3. Emphasize the importance of key techniques like early stopping, activation functions, and proper data splitting for training and validation.  

## Submission Requirements  
- **Deadline**: The completed project (code + report) is due on **January 7, 11:59 PM**.  
- **What to Submit**: Your submission must include:  
  - A fully functional Python script or Jupyter Notebook for the email classification system.  
  - A detailed report explaining your implementation and highlighting key concepts.  

## Guidelines  
- The outlined code provided in this notebook is kept intentionally simple to help you focus on understanding the core concepts rather than dealing with excessive complexity.  
- **Flexibility**:  
  - You can use the provided outline as is.  
  - Modify the outlined code as needed.  
  - Alternatively, feel free to write your own implementation from scratch.  

## Key Expectations  
- **Conceptual Understanding**: Your report should demonstrate a thorough understanding of:  
  - Data preprocessing steps (e.g., tokenization, padding, label encoding).  
  - The role of activation functions and loss metrics.  
  - How early stopping helps prevent overfitting.  
  - The purpose and implementation of each line of code.  
- **Exhaustive Submission**: Your submission (code + report) will serve as the exhaustive assessment for certification. Report is much important for evaluation.  

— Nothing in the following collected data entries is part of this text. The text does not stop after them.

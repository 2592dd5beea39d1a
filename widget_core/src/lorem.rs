use rand::Rng;

use crate::error::{WidgetError, WidgetResult};

const MIN_COUNT: u32 = 1;
const MAX_COUNT: u32 = 100;

const LOREM_WORDS: &[&str] = &[
    "lorem", "ipsum", "dolor", "sit", "amet", "consectetur", "adipiscing", "elit", "sed", "do",
    "eiusmod", "tempor", "incididunt", "ut", "labore", "et", "dolore", "magna", "aliqua", "ut",
    "enim", "ad", "minim", "veniam", "quis", "nostrud", "exercitation", "ullamco", "laboris",
    "nisi", "ut", "aliquip", "ex", "ea", "commodo", "consequat", "duis", "aute", "irure", "dolor",
    "in", "reprehenderit", "in", "voluptate", "velit", "esse", "cillum", "dolore", "eu", "fugiat",
    "nulla", "pariatur", "excepteur", "sint", "occaecat", "cupidatat", "non", "proident", "sunt",
    "in", "culpa", "qui", "officia", "deserunt", "mollit", "anim", "id", "est", "laborum",
];

#[derive(Debug, Clone, Copy, PartialEq, Eq)]
pub enum LoremUnit {
    Words,
    Sentences,
    Paragraphs,
}

impl LoremUnit {
    pub fn parse(input: &str) -> WidgetResult<Self> {
        match input.trim().to_ascii_lowercase().as_str() {
            "words" | "word" => Ok(Self::Words),
            "sentences" | "sentence" => Ok(Self::Sentences),
            "" | "paragraphs" | "paragraph" => Ok(Self::Paragraphs),
            other => Err(WidgetError::unsupported("lorem unit", other)),
        }
    }
}

/// First `count` words of the vocabulary, cycling from the start.
pub fn words(count: usize) -> String {
    LOREM_WORDS
        .iter()
        .cycle()
        .take(count)
        .copied()
        .collect::<Vec<_>>()
        .join(" ")
}

fn sentence<R: Rng + ?Sized>(rng: &mut R) -> String {
    let body = words(rng.random_range(5..15));
    let mut chars = body.chars();
    match chars.next() {
        Some(first) => format!("{}{}.", first.to_uppercase(), chars.as_str()),
        None => String::new(),
    }
}

pub fn sentences<R: Rng + ?Sized>(rng: &mut R, count: usize) -> String {
    (0..count)
        .map(|_| sentence(rng))
        .collect::<Vec<_>>()
        .join(" ")
}

pub fn paragraphs<R: Rng + ?Sized>(rng: &mut R, count: usize) -> String {
    (0..count)
        .map(|_| {
            let sentence_count = rng.random_range(2..5);
            sentences(rng, sentence_count)
        })
        .collect::<Vec<_>>()
        .join("\n\n")
}

pub fn generate_lorem_internal<R: Rng + ?Sized>(
    rng: &mut R,
    unit: &str,
    count: u32,
) -> WidgetResult<String> {
    let unit = LoremUnit::parse(unit)?;
    let count = count.clamp(MIN_COUNT, MAX_COUNT) as usize;
    let text = match unit {
        LoremUnit::Words => words(count),
        LoremUnit::Sentences => sentences(rng, count),
        LoremUnit::Paragraphs => paragraphs(rng, count),
    };
    log::debug!("lorem {unit:?} x{count}: {} chars", text.len());
    Ok(text)
}

#[cfg(test)]
mod tests {
    use super::*;
    use rand::SeedableRng;
    use rand::rngs::StdRng;

    #[test]
    fn vocabulary_has_sixty_nine_words() {
        assert_eq!(LOREM_WORDS.len(), 69);
    }

    #[test]
    fn words_cycle_through_vocabulary() {
        assert_eq!(words(3), "lorem ipsum dolor");
        let long = words(70);
        assert!(long.ends_with("laborum lorem"));
    }

    #[test]
    fn sentences_are_capitalised_and_sized() {
        let mut rng = StdRng::seed_from_u64(7);
        for _ in 0..50 {
            let s = sentence(&mut rng);
            assert!(s.starts_with("Lorem ipsum dolor sit amet"), "{s}");
            assert!(s.ends_with('.'));
            let count = s.split(' ').count();
            assert!((5..=14).contains(&count), "{count} words in {s}");
        }
    }

    #[test]
    fn paragraphs_are_blank_line_separated() {
        let mut rng = StdRng::seed_from_u64(42);
        let text = generate_lorem_internal(&mut rng, "paragraphs", 3).unwrap();
        let paragraphs: Vec<_> = text.split("\n\n").collect();
        assert_eq!(paragraphs.len(), 3);
        for p in paragraphs {
            let sentences = p.matches('.').count();
            assert!((2..=4).contains(&sentences), "{sentences} sentences");
        }
    }

    #[test]
    fn count_is_clamped() {
        let mut rng = StdRng::seed_from_u64(1);
        let text = generate_lorem_internal(&mut rng, "words", 0).unwrap();
        assert_eq!(text, "lorem");
        let text = generate_lorem_internal(&mut rng, "words", 500).unwrap();
        assert_eq!(text.split(' ').count(), 100);
        assert!(generate_lorem_internal(&mut rng, "chapters", 1).is_err());
    }
}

Take your time to experiment, learn, and reflect on the process. This project is not just about completing the task; it’s about building a solid foundation in machine learning concepts applied to real-world problems.  

Submission Link : https://forms.gle/VA3ArTGhXcHee4nY7

Good luck, and happy coding!  


In [None]:
# Importing necessary libraries, you're free to add any extra libraries if you want
import pandas as pd
import numpy as np
from sklearn.model_selection import train_test_split
from sklearn.preprocessing import LabelEncoder
import tensorflow as tf
from tensorflow.keras.models import Sequential
from tensorflow.keras.layers import Embedding, SimpleRNN, Dense
from tensorflow.keras.callbacks import EarlyStopping
from tensorflow.keras.preprocessing.text import Tokenizer
from tensorflow.keras.preprocessing.sequence import pad_sequences

Load the dataset

In [None]:
file_path = "________________"  # Provide the correct path to the dataset.
data = pd.read_csv(file_path)

Explore the data

In [None]:
# Play with the data, like see how much biased is the dataset provided to you, print it's starting 10 rows, etc.
________________
________________
________________
________________
________________
________________

Preprocess the text (tokenization, cleaning, etc.)

In [None]:
# Modify the dataset has a column 'text' for email content and 'label' for spam/ham, it would be appreciated if you do it by extra lines of code using Pandas.
texts = ______________  # Fill
labels = ______________

# Convert labels to numerical format (e.g., 0 for ham, 1 for spam), check the CSV file if this step is actually necessary?
label_encoder = LabelEncoder()
labels = label_encoder.fit_transform(labels)

Tokenizing and pad the sequences

In [None]:
max_words = 1000  # Maximum vocabulary size
max_len = 100     # Maximum sequence length

tokenizer = Tokenizer(num_words=max_words, oov_token="<OOV>")
tokenizer.fit_on_texts(texts)
sequences = tokenizer.texts_to_sequences(texts)
padded_sequences = pad_sequences(sequences, maxlen=max_len, padding='_____') # Fill with 'pre' or 'post', reason should be reported.

Splitting the data into training and validation sets

In [None]:
X_train, X_val, y_train, y_val = train_test_split(________, labels, test_size=_______, random_state=42)


Building the RNN model

In [None]:
model = Sequential([
    Embedding(input_dim=max_words, output_dim=64, input_length=max_len),
    SimpleRNN(64, activation='____'), # Fill in with appropriate activation functions, a reasoning has to be provided in the report.
    Dense(1, activation='_____')
])

Training the model with early stopping

In [None]:
# Early stopping configuration
callback = EarlyStopping(monitor='val_loss', patience=3, restore_best_weights=True)

# Model training
history = model.fit(
    X_train, y_train,
    epochs=____,  # Fill in number of epochs
    validation_data=(____, ____),  # Fill in validation data
    callbacks=[callback],
    batch_size=____  # Fill in batch size
)

Evaluate the model

In [None]:
# Evaluate the model on the validation set
loss, accuracy = model.evaluate(____, ____) # Fill here
print(f"Validation Loss: {loss}, Validation Accuracy: {accuracy}")


Testing

In [None]:
# Test your model by entering a few sample inputs and check your wonderfull model for yourself.
sample_texts = ["___________________________"] # A message like "Congratulations! you've won a Nobel Pri...."
sample_sequences = tokenizer.texts_to_sequences(sample_texts)
sample_padded = pad_sequences(________________, maxlen=max_len, padding='post') # Fill in here
predictions = model.predict(______________) # Fill in here

for text, pred in zip(sample_texts, predictions):
    print(f"Text: {text}")
    print(f"Prediction (Spam Probability): {pred[0]:.2f}")